Back

Question about learning compounds...kanji vs. phonetic

#1
When learning compounds, e.g., koutei 肯定 "affirmation" do you mainly drill yourself in order to master the spoken form first, i.e., [imagine person repeating the following over and over]:

"koutei - affirmation"
"koutei - affirmation"
"koutei - affirmation"

and then study the kanji?

Or the other way around? Or sort of both at once?

I was trying to do both at once (kanji plus pronunciation) but found that in many cases I could remember the meaning from the kanji but couldn't recall how to say the compound out loud, so I switched around and am focussing on learning the pronunciations first then the kanji.

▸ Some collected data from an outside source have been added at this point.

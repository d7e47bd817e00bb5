//! Training-content resolution.
//!
//! Walks an annotated move tree under a trainee perspective and
//! classifies every reachable node:
//!
//! - a **problem** is a position where the trainee is to move;
//! - a **solution** is a position reached immediately after the trainee's
//!   move (opponent to move next).
//!
//! The resolver yields the flat set of solution nodes and the set of
//! complete lines. Traversal is deterministic and left-to-right in child
//! declaration order; callers may rely on the exact output ordering.
//!
//! Crossing a blunder edge flips the perspective, so the continuation is
//! drilled from the opponent's viewpoint (refutations become solutions).
//! Alternative edges keep the perspective and start an independent line.

use crate::core::Color;
use crate::error::TreeError;

use super::node::{Marker, NodeId};
use super::tree::MoveTree;

/// One complete playable drill: node IDs alternating problem/solution,
/// beginning at a problem and ending at its last solution.
#[derive(Clone, Debug, PartialEq, Eq)]
pub struct Line {
    /// Alternating problem/solution node IDs. Always even in length.
    pub nodes: Vec<NodeId>,
}

impl Line {
    /// Iterate over (problem, solution) pairs in play order.
    pub fn pairs(&self) -> impl Iterator<Item = (NodeId, NodeId)> + '_ {
        self.nodes.chunks_exact(2).map(|pair| (pair[0], pair[1]))
    }

    /// Number of problem/solution pairs.
    #[must_use]
    pub fn len(&self) -> usize {
        self.nodes.len() / 2
    }

    /// Check if the line holds no pairs.
    #[must_use]
    pub fn is_empty(&self) -> bool {
        self.nodes.is_empty()
    }
}

/// The trainable content extracted from one tree.
#[derive(Clone, Debug, Default)]
pub struct Resolution {
    /// Every solution node, in traversal order.
    pub solutions: Vec<NodeId>,

    /// Every complete line, in traversal order. Empty lines are dropped.
    pub lines: Vec<Line>,
}

/// True iff the side to move at `node` equals the trainee perspective.
#[must_use]
pub fn is_problem(tree: &MoveTree, node: NodeId, perspective: Color) -> bool {
    tree.get(node).to_move == perspective
}

/// True iff the side to move differs from the perspective and the node
/// has a producing move. The root is never a solution.
#[must_use]
pub fn is_solution(tree: &MoveTree, node: NodeId, perspective: Color) -> bool {
    let n = tree.get(node);
    n.to_move != perspective && !n.is_root()
}

/// The marker carried by a node, rejecting the blunder+alternative
/// combination instead of picking a precedence.
fn marker_of(tree: &MoveTree, node: NodeId) -> Result<Option<Marker>, TreeError> {
    let n = tree.get(node);
    let blunder = n.has_marker(Marker::Blunder);
    let alternative = n.has_marker(Marker::Alternative);
    match (blunder, alternative) {
        (true, true) => Err(TreeError::ConflictingMarkers { node }),
        (true, false) => Ok(Some(Marker::Blunder)),
        (false, true) => Ok(Some(Marker::Alternative)),
        (false, false) => Ok(None),
    }
}

/// The unique unmarked child of a problem node, if any.
///
/// More than one unmarked child makes the trainee move ambiguous, which
/// is fatal for the subtree; zero unmarked children is a hanging problem.
pub fn candidate_solution(tree: &MoveTree, node: NodeId) -> Result<Option<NodeId>, TreeError> {
    let mut candidate = None;
    let mut count = 0;
    for &child in &tree.get(node).children {
        if marker_of(tree, child)?.is_none() {
            candidate = Some(child);
            count += 1;
        }
    }
    if count > 1 {
        return Err(TreeError::AmbiguousSolution { node, count });
    }
    Ok(candidate)
}

/// Resolve a tree under a perspective into solutions and lines.
pub fn resolve(tree: &MoveTree, perspective: Color) -> Result<Resolution, TreeError> {
    let mut out = Resolution::default();
    walk(tree, tree.root(), perspective, Vec::new(), &mut out)?;
    tracing::debug!(
        solutions = out.solutions.len(),
        lines = out.lines.len(),
        %perspective,
        "resolved tree"
    );
    Ok(out)
}

fn close_line(prefix: Vec<NodeId>, out: &mut Resolution) {
    if !prefix.is_empty() {
        out.lines.push(Line { nodes: prefix });
    }
}

fn walk(
    tree: &MoveTree,
    node: NodeId,
    perspective: Color,
    prefix: Vec<NodeId>,
    out: &mut Resolution,
) -> Result<(), TreeError> {
    if is_problem(tree, node, perspective) {
        match candidate_solution(tree, node)? {
            // The candidate continues the current line.
            Some(solution) => walk(tree, solution, perspective, prefix, out)?,
            // Hanging problem: the line ends at the previous solution.
            None => close_line(prefix, out),
        }
        // Alternates and blunder refutations are independent lines, not
        // continuations; each starts from an empty prefix. A blunder edge
        // is the only place the perspective flips.
        for &child in &tree.get(node).children {
            match marker_of(tree, child)? {
                Some(Marker::Alternative) => {
                    walk(tree, child, perspective, Vec::new(), out)?;
                }
                Some(Marker::Blunder) => {
                    walk(tree, child, perspective.flip(), Vec::new(), out)?;
                }
                None => {}
            }
        }
    } else {
        let mut prefix = prefix;
        if is_solution(tree, node, perspective) {
            out.solutions.push(node);
            prefix.push(tree.get(node).parent);
            prefix.push(node);
        }
        let children = &tree.get(node).children;
        if children.is_empty() {
            close_line(prefix, out);
        } else {
            // Each opponent reply resumes the trainee's perspective with
            // its own copy of the accumulated prefix.
            for &child in children.iter() {
                walk(tree, child, perspective, prefix.clone(), out)?;
            }
        }
    }
    Ok(())
}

How do others approach this?
Reply
#2
Both. Meaning always sticks faster regardless since you can build mnemonic for hard to remember words or add extra sentences using the same word. Getting the reading to stick is sometimes hard and there is no problem with that. Its expected that some words might take 60+ reps before you finally remember it, while others only take 10-20. I'd also add/move up other words that used parts of the compound to aid in learning.
Reply
#3
I find jukugo very difficult to remember without the kanji.
Kanji plus pronunciation does trip you up when you start learning a word, but it gets easier after a while (one week of Anki-style reviews - I know you don't use Anki, though.) Despite the fact that I don't really study individual readings at all (because it takes far too long and you might as well pick them up from actual words), it actually is much easier to remember words when you already know how to read the kanji individually (but you're a pretty advanced learner so I guess you probably must already know at least one reading for every kanji in RTK?)

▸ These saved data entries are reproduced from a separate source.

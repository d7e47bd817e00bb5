//! In-memory collaborators.
//!
//! `MemoryStore` and `ScriptedPresenter` back the integration tests and
//! make sessions runnable without a real board or filesystem.

use std::collections::VecDeque;

use rustc_hash::FxHashMap;

use crate::core::Color;
use crate::error::StoreError;
use crate::tree::{Move, MoveTree};

use super::presentation::{Presenter, UserInput};
use super::storage::{TreeId, TreeStore};

/// Map-backed tree store.
#[derive(Clone, Debug, Default)]
pub struct MemoryStore {
    trees: FxHashMap<String, MoveTree>,
}

impl MemoryStore {
    /// Create an empty store.
    #[must_use]
    pub fn new() -> Self {
        Self::default()
    }

    /// Seed the store with a tree.
    pub fn put(&mut self, id: &TreeId, tree: MoveTree) {
        self.trees.insert(id.0.clone(), tree);
    }

    /// Peek at a stored tree.
    #[must_use]
    pub fn get(&self, id: &TreeId) -> Option<&MoveTree> {
        self.trees.get(&id.0)
    }
}

impl TreeStore for MemoryStore {
    fn load(&mut self, id: &TreeId) -> Result<MoveTree, StoreError> {
        self.trees
            .get(&id.0)
            .cloned()
            .ok_or_else(|| StoreError::NotFound(id.0.clone()))
    }

    fn save(&mut self, id: &TreeId, tree: &MoveTree) -> Result<(), StoreError> {
        self.trees.insert(id.0.clone(), tree.clone());
        Ok(())
    }
}

/// Presenter that replays a scripted input sequence.
///
/// Shown positions and the configured perspective are recorded so tests
/// can assert on the presentation traffic. An exhausted script quits.
#[derive(Clone, Debug, Default)]
pub struct ScriptedPresenter {
    inputs: VecDeque<UserInput>,
    /// Every position shown, as move paths from the root.
    pub shown: Vec<Vec<Move>>,
    /// The last perspective set.
    pub perspective: Option<Color>,
}

impl ScriptedPresenter {
    /// Create a presenter with no scripted inputs.
    #[must_use]
    pub fn new() -> Self {
        Self::default()
    }

    /// Queue a move answer.
    pub fn push_move(&mut self, san: &str) {
        self.inputs.push_back(UserInput::Move(Move::new(san)));
    }

    /// Queue a quit.
    pub fn push_quit(&mut self) {
        self.inputs.push_back(UserInput::Quit);
    }

    /// Number of inputs not yet consumed.
    #[must_use]
    pub fn remaining(&self) -> usize {
        self.inputs.len()
    }
}

impl Presenter for ScriptedPresenter {
    fn set_perspective(&mut self, side: Color) {
        self.perspective = Some(side);
    }

    fn show_position(&mut self, moves: &[Move]) {
        self.shown.push(moves.to_vec());
    }

    fn read_input(&mut self) -> UserInput {
        self.inputs.pop_front().unwrap_or(UserInput::Quit)
    }
}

Btw, I never had any trouble remembering words back when I was learning by rote using Basic Kanji Book: I read the entry for each kanji, filled the grids, did the exercices and then dumped all the vocabulary into Anki and I usually could get it right right away.
Reply
May 16 - 30 : Pretty Big Deal: Save 31% on all Premium Subscriptions! - Sign up here
JapanesePod101
#4
Both, kinda.
Because you might already know 定着, you can guess that 定 will be pronounced the same in both; if it turned out that it isn't, then you'd want to remember that.

Basically, at the beginning, I was doing a lot of work on reviews to learn to recognize jukugo and be able to read them. After enough kanji reading schemes got soaked up, it became a lot easier to guess the reading, which made reviewing reading and meaning at the same time much easier.

I agree with poblequadrat, it's a lot easier to remember compounds with kanji. Maybe not at an absolute beginner stage, but you're much further than that, so I suggest using kanji.

Since you say your problem is the reading, why not focus on the reading primarily instead of the meaning (not actually changing anything, just telling yourself that, if you can't remember the reading, then you're wrong)? This way, you might get better at remembering readings when introduced to new jukugo. Learning words based on their pronunciation first means that you have to completely relearn the word in its written form.
Reply
#5
When adding words to Anki, I always create 2 cards, one with the kana word and one with the kanji word (this is automatic from the way I set up my cards; I can even create a 3rd card for an alternate kanji spelling if I want/need it.).

Then I drill the kana word first and schedule the kanji word to start some days later.

For words I learn in context and never drill on, well, those tend to be words that are pronounced exactly as I'd expect based on their kanji spelling. I guess you could say I learn meaning and pronunciation simultaneously but I don't know if that's true when the pronunciation is obvious. Or easily learned. 紫煙 is one I learned from context recently. After looking it up once I realized that 紫 has a thread bottom radical, which is a clear phonetic signal for a し pronunciation and I already knew けむり=えん, so job done. Just have to remember that the Japanese think cigarette smoke is purple and no problem! Smile
Reply
#6
It depends, if I'm working with a subtitle or a transcript I'll highlight the word in question in blue and write it in hiragana, while the rest of the sentence will be just be Ctrl+C'ed. I add both words that are new to me and ones that I didn't understand when hearing, but would have if I had seen the kanji. If I'm reading and the word in question strikes me as something that I probably just will see in writing I'll use the kanji form.